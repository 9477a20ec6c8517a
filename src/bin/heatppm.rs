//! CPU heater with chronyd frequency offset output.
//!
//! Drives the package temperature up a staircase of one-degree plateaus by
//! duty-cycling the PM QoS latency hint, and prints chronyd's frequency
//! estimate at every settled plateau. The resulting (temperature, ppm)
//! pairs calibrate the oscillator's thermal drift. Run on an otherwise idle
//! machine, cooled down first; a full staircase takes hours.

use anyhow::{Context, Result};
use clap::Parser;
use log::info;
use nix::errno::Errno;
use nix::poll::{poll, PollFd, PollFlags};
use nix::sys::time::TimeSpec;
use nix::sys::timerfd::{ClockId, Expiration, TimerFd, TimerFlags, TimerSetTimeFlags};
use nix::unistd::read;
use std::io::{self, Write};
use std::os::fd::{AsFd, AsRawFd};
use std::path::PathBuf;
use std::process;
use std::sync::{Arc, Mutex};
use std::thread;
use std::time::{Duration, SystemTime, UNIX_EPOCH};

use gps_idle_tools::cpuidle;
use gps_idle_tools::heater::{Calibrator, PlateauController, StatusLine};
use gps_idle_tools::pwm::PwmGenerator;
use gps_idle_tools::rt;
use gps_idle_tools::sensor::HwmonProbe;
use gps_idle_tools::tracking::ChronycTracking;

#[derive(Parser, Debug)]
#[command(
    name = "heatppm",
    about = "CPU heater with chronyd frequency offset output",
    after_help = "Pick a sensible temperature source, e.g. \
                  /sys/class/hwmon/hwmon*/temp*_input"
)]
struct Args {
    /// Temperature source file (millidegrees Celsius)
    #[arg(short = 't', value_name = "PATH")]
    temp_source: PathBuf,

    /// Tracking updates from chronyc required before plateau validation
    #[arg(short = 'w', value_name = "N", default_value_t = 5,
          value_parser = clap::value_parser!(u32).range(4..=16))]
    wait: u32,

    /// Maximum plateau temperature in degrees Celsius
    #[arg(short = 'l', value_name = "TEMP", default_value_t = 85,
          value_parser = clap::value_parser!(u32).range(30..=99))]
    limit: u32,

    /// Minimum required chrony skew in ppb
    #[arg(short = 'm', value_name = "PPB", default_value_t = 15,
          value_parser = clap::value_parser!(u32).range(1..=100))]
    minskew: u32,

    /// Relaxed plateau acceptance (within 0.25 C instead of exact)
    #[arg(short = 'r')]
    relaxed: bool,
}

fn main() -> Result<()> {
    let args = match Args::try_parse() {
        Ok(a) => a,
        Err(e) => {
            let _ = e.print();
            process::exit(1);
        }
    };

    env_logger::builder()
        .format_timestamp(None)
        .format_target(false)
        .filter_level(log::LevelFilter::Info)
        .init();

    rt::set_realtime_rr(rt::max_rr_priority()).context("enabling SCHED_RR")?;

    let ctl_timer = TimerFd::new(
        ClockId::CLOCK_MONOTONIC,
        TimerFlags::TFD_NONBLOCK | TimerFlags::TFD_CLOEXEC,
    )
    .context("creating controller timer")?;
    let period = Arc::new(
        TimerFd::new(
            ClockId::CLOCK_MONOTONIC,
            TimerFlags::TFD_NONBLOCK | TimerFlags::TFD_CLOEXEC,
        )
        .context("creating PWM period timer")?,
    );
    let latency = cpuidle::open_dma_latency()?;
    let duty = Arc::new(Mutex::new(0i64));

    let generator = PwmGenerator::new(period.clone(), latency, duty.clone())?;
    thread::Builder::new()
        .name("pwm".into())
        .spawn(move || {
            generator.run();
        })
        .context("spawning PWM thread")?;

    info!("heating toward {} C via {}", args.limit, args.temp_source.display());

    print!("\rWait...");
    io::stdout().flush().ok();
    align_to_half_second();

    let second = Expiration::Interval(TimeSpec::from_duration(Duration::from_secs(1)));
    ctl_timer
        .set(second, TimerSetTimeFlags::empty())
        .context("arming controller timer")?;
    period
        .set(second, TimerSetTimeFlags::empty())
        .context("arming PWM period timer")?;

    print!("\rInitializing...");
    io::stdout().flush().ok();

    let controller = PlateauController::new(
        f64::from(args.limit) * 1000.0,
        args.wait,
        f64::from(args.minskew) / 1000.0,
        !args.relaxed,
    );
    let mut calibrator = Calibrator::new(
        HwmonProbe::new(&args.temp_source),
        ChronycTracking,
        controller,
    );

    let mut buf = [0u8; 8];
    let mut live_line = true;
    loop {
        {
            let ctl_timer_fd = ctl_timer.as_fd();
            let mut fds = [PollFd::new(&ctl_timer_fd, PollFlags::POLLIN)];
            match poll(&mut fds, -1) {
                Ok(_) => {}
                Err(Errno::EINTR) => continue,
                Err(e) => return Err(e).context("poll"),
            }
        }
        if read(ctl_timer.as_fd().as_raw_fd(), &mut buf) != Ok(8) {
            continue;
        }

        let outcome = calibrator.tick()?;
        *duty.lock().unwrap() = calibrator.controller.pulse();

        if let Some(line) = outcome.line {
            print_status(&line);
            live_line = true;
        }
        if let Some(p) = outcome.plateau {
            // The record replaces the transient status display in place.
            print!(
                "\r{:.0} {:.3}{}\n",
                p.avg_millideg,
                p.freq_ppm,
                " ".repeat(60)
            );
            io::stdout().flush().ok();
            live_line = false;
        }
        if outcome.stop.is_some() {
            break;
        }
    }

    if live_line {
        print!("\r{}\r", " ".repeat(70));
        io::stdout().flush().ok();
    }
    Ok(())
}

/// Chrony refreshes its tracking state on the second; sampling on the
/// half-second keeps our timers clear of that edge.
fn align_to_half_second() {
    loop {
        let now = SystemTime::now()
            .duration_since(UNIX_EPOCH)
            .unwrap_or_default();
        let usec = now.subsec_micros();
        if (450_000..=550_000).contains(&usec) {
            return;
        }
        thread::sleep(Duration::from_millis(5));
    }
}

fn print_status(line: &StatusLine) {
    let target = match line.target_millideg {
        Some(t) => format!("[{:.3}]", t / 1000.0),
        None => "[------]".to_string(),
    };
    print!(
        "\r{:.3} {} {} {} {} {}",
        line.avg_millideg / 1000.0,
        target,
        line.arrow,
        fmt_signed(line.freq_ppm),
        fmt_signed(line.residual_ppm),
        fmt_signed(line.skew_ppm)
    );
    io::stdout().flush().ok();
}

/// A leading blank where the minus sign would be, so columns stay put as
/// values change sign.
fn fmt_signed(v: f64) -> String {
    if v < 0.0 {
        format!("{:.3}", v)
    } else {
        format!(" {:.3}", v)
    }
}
────────────────────
**Exercise requirements**. Filter the entries above and keep only the lines with the word "output".

**Answer for the task**.
//! CPU heater with chronyd frequency offset output.
    about = "CPU heater with chronyd frequency offset output",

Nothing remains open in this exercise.